Of the many things DFW wrote we like his tennis pieces the most: his 1997 essay on the journeyman Michael Joyce (Tennis Player Michael Joyce’s Professional Artistry as a Paradigm of Certain Stuff about Choice, Freedom, Discipline, Joy, Grotesquerie, and Human Completeness) in A Supposedly Fun Thing I’ll Never Do Again showed us the endless possibilities of tennis writing. The fusion of nerdiness and passion, the hilariously accurate portraits built through the accretion of minutiae, the footnotes that went on like jazz riffs—there is no one like DFW. (When we read his Roger Federer essay ten years later our seatmates could hear our neural circuits crackling with joy.)
To prepare for the Infinite Jest tennis tour of the end of the world we got a copy of Consider The Lobster and Other Essays by David Foster Wallace. It is ten times more portable than Infinite Jest (which we plan to dip into when we are at home and stationary) and it contains an essay about tennis.

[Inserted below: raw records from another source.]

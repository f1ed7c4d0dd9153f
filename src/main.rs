//! # slackport CLI
//!
//! Parses a Slack export, downloads attached files, and posts everything
//! to Discord.

use std::process;
use std::sync::Arc;

use clap::Parser;
use tokio_util::sync::CancellationToken;
use tracing::{error, info, warn};
use tracing_subscriber::EnvFilter;

use slackport::cli::Args;
use slackport::config::ImportConfig;
use slackport::discord::{ChannelResolver, DeliveryPipeline, RestGateway, RetryPolicy};
use slackport::download::FileFetcher;
use slackport::error::Result;
use slackport::ingest::ExportIngester;

#[tokio::main]
async fn main() {
    let args = Args::parse();
    init_tracing(args.verbose);

    if let Err(e) = run(args).await {
        error!(error = %e, "import failed");
        process::exit(1);
    }
}

fn init_tracing(verbose: bool) {
    let default_filter = if verbose {
        "slackport=debug,info"
    } else {
        "slackport=info,warn"
    };
    let filter =
        EnvFilter::try_from_default_env().unwrap_or_else(|_| EnvFilter::new(default_filter));
    tracing_subscriber::fmt()
        .with_env_filter(filter)
        .with_writer(std::io::stderr)
        .init();
}

async fn run(args: Args) -> Result<()> {
    let config = ImportConfig::from_args(args)?;

    // parse either a single file (one day of one Slack channel), one
    // channel dir, or the whole export tree
    let ingester = ExportIngester::new(config.source.clone(), config.users_file.clone());
    let mut export = ingester.ingest()?;

    // files must be local before delivery starts; attach calls need paths
    let fetcher = FileFetcher::new(config.downloads_dir.clone(), config.ignore_file_not_found)?;
    fetcher.fetch_all(&mut export).await?;

    // Ctrl-C trips the cancel token; it is observed during retry waits
    let cancel = CancellationToken::new();
    {
        let cancel = cancel.clone();
        tokio::spawn(async move {
            if tokio::signal::ctrl_c().await.is_ok() {
                warn!("Ctrl-C received, stopping at the next retry wait");
                cancel.cancel();
            }
        });
    }

    let gateway = Arc::new(RestGateway::new(config.token.clone())?);
    let resolver = ChannelResolver::new(
        config.server_name.clone(),
        config.create_channels,
        config.dry_run,
    );
    let retry = RetryPolicy::new(cancel);
    let mut pipeline = DeliveryPipeline::new(gateway, resolver, retry, config.dry_run);

    let report = pipeline.run(Arc::new(export)).await?;

    if report.failed {
        warn!("posting was interrupted or caught an error; see the log above");
    }
    info!(
        messages = report.messages_posted,
        threads = report.threads_created,
        files = report.files_attached,
        "Discord import from Slack export complete"
    );
    Ok(())
}
//! The remote gateway seam.
//!
//! [`DiscordGateway`] is the narrow trait the delivery side talks through:
//! identify, enumerate guilds and text channels, create a channel, send a
//! message, create a thread, attach files. The production implementation
//! is [`crate::discord::rest::RestGateway`]; tests substitute a recorder.
//!
//! [`GatewayError`] carries the one distinction the retry policy needs:
//! rate-limited (wait the server-supplied duration) versus everything else
//! (wait per the backoff schedule).

use std::path::PathBuf;
use std::time::Duration;

use async_trait::async_trait;
use serde::{Deserialize, Serialize};
use thiserror::Error;
use tracing::warn;

use crate::model::{Link, ParsedMessage};

/// The maximum number of rich-link previews Discord accepts on one message.
pub const MAX_EMBEDS_PER_MESSAGE: usize = 10;

/// A failure from a remote gateway call.
#[derive(Debug, Error)]
#[non_exhaustive]
pub enum GatewayError {
    /// The server throttled us and told us how long to wait.
    #[error("rate limited, retry after {retry_after:?}")]
    RateLimited {
        /// Server-supplied wait duration
        retry_after: Duration,
    },

    /// The server answered with a non-success HTTP status.
    #[error("HTTP status {status}: {message}")]
    Status {
        /// The HTTP status code
        status: u16,
        /// Response body text, for the log
        message: String,
    },

    /// The request never completed (connection, TLS, timeout).
    #[error("transport error: {0}")]
    Transport(#[from] reqwest::Error),

    /// A local file to upload could not be read.
    #[error("IO error: {0}")]
    Io(#[from] std::io::Error),

    /// The response body did not have the expected shape.
    #[error("unexpected response: {0}")]
    UnexpectedResponse(String),
}

impl GatewayError {
    /// The server-supplied wait, if this is a rate-limit response.
    pub fn retry_after(&self) -> Option<Duration> {
        match self {
            GatewayError::RateLimited { retry_after } => Some(*retry_after),
            _ => None,
        }
    }

    /// Returns `true` if this is a rate-limit response.
    pub fn is_rate_limited(&self) -> bool {
        matches!(self, GatewayError::RateLimited { .. })
    }
}

// ============================================================================
// Handles
// ============================================================================

/// A Discord server (guild) the bot belongs to.
#[derive(Debug, Clone, PartialEq, Eq, Deserialize)]
pub struct Guild {
    /// Snowflake id
    pub id: String,
    /// Display name
    pub name: String,
}

/// A text channel on the destination server.
#[derive(Debug, Clone, PartialEq, Eq, Deserialize)]
pub struct ChannelHandle {
    /// Snowflake id
    pub id: String,
    /// Channel name
    pub name: String,
}

/// A message that has been sent, as returned by the server.
#[derive(Debug, Clone, PartialEq, Eq, Deserialize)]
pub struct SentMessage {
    /// Snowflake id of the message
    pub id: String,
    /// Channel the message landed in
    pub channel_id: String,
}

/// A thread created from a root message. Threads are sendable like
/// channels, via their own id.
#[derive(Debug, Clone, PartialEq, Eq, Deserialize)]
pub struct ThreadHandle {
    /// Snowflake id of the thread
    pub id: String,
    /// Thread name
    pub name: String,
}

/// The identity behind the supplied credential.
#[derive(Debug, Clone, PartialEq, Eq, Deserialize)]
pub struct BotIdentity {
    /// Snowflake id of the bot user
    pub id: String,
    /// Bot username
    pub username: String,
}

// ============================================================================
// Outgoing payloads
// ============================================================================

/// A rich-link preview in the shape Discord accepts.
#[derive(Debug, Clone, PartialEq, Eq, Serialize, Default)]
pub struct Embed {
    #[serde(skip_serializing_if = "Option::is_none")]
    pub title: Option<String>,
    #[serde(skip_serializing_if = "Option::is_none")]
    pub url: Option<String>,
    #[serde(skip_serializing_if = "Option::is_none")]
    pub description: Option<String>,
    #[serde(skip_serializing_if = "Option::is_none")]
    pub author: Option<EmbedAuthor>,
    #[serde(skip_serializing_if = "Option::is_none")]
    pub image: Option<EmbedImage>,
    #[serde(skip_serializing_if = "Option::is_none")]
    pub thumbnail: Option<EmbedImage>,
}

/// The author block of an embed.
#[derive(Debug, Clone, PartialEq, Eq, Serialize, Default)]
pub struct EmbedAuthor {
    #[serde(skip_serializing_if = "Option::is_none")]
    pub name: Option<String>,
    #[serde(skip_serializing_if = "Option::is_none")]
    pub icon_url: Option<String>,
}

/// An image or thumbnail block of an embed.
#[derive(Debug, Clone, PartialEq, Eq, Serialize)]
pub struct EmbedImage {
    pub url: String,
}

impl From<&Link> for Embed {
    /// Maps a parsed [`Link`] field-for-field onto an [`Embed`].
    fn from(link: &Link) -> Self {
        let author = if link.service_name.is_some() || link.service_icon.is_some() {
            Some(EmbedAuthor {
                name: link.service_name.clone(),
                icon_url: link.service_icon.clone(),
            })
        } else {
            None
        };

        Embed {
            title: link.title.clone(),
            url: link.title_link.clone(),
            description: link.text.clone(),
            author,
            image: link.image_url.clone().map(|url| EmbedImage { url }),
            thumbnail: link.thumb_url.clone().map(|url| EmbedImage { url }),
        }
    }
}

/// The text-and-previews body of one send call.
#[derive(Debug, Clone, PartialEq, Eq, Serialize)]
pub struct MessagePayload {
    pub content: String,
    #[serde(skip_serializing_if = "Vec::is_empty")]
    pub embeds: Vec<Embed>,
}

impl MessagePayload {
    /// Builds the payload for a parsed message.
    ///
    /// A link list longer than [`MAX_EMBEDS_PER_MESSAGE`] is truncated
    /// with a warning; the remote protocol caps previews per message.
    pub fn from_message(message: &ParsedMessage) -> Self {
        let links = message.links();
        if links.len() > MAX_EMBEDS_PER_MESSAGE {
            warn!(
                links = links.len(),
                max = MAX_EMBEDS_PER_MESSAGE,
                "number of links exceeds the Discord max, truncating list"
            );
        }

        MessagePayload {
            content: message.text.clone(),
            embeds: links
                .iter()
                .take(MAX_EMBEDS_PER_MESSAGE)
                .map(Embed::from)
                .collect(),
        }
    }
}

/// One local file to upload onto a sent message.
#[derive(Debug, Clone, PartialEq, Eq)]
pub struct FileUpload {
    /// Local path written by the downloader
    pub path: PathBuf,
    /// Name Discord should give the attachment
    pub filename: String,
}

// ============================================================================
// The gateway trait
// ============================================================================

/// The remote calls the importer needs from Discord.
///
/// Implementations must be safe to call from the single posting task;
/// nothing here is called concurrently.
#[async_trait]
pub trait DiscordGateway: Send + Sync {
    /// Validates the credential and returns the bot identity.
    async fn identify(&self) -> Result<BotIdentity, GatewayError>;

    /// Lists the guilds the credentialed identity belongs to.
    async fn guilds(&self) -> Result<Vec<Guild>, GatewayError>;

    /// Lists the text channels of a guild.
    async fn text_channels(&self, guild_id: &str) -> Result<Vec<ChannelHandle>, GatewayError>;

    /// Creates a text channel with the given name.
    async fn create_text_channel(
        &self,
        guild_id: &str,
        name: &str,
    ) -> Result<ChannelHandle, GatewayError>;

    /// Sends a message to a channel or thread.
    async fn send_message(
        &self,
        channel_id: &str,
        payload: &MessagePayload,
    ) -> Result<SentMessage, GatewayError>;

    /// Creates a thread anchored at a previously sent message.
    async fn create_thread(
        &self,
        message: &SentMessage,
        name: &str,
    ) -> Result<ThreadHandle, GatewayError>;

    /// Uploads files as attachments onto a previously sent message.
    async fn attach_files(
        &self,
        message: &SentMessage,
        files: &[FileUpload],
    ) -> Result<(), GatewayError>;
}

// ============================================================================
// Tests
// ============================================================================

In How Tracy Austin Broke My Heart (1994) DFW asks two questions that boggle sports fans. One, Why are sports autobiographies so robotically banal? (Notable recent exception: Open by Andre Agassi.) Two, Why are great athletes so robotically banal in their post-game interviews? (Notable exceptions: Goran Ivanisevic and Marat Safin)
“The real secret behind top athletes’ genius…may be as esoteric and obvious and dull and profound as silence itself. The real, many-veiled answer to the question of just what goes through a great player’s mind as he stands at the center of hostile crowd noise and lines up the free-throw that will decide the game might well be: nothing at all.
(It’s just occurred to us that DFW is Seymour Glass.)
“How can great athletes shut off the Iago-like voice of the self? How can they bypass the head and simply and superbly act? How, at the critical moment, can they invoke for themselves a cliche as trite as “One ball at a time” or “Gotta concentrate here,” and mean it, and then do it? Maybe it’s because, for top athletes, cliches present themselves not as trite but simply as true, or perhaps not even as declarative fu with qualities like depth or triteness or falsehood or truth but as simple imperatives that are either useful or not and, if useful, to be invoked and obeyed and that’s all there is to it…
“This is, for me, the real mystery—whether such a person is an idiot or a mystic or both and/or neither.”
* * * * *
We were talking to Straight Tennis Mike (to distinguish him from Gay Tennis Mike) and we agreed that this year The Fed should be good for one or two slams. As last year limped to a close his advantages over his younger competitors became apparent. The Fed’s “economical, no sweat” (in quotation marks because you need to be a genius in order to look like you’re not doing very much) style allowed him to keep playing at full capacity while the others had succumbed to exhaustion and injury. His timing was off in 2011—you’re supposed to play your best tennis AT the majors, not After—but 2012 will be better.
We don’t know how we know, we just know.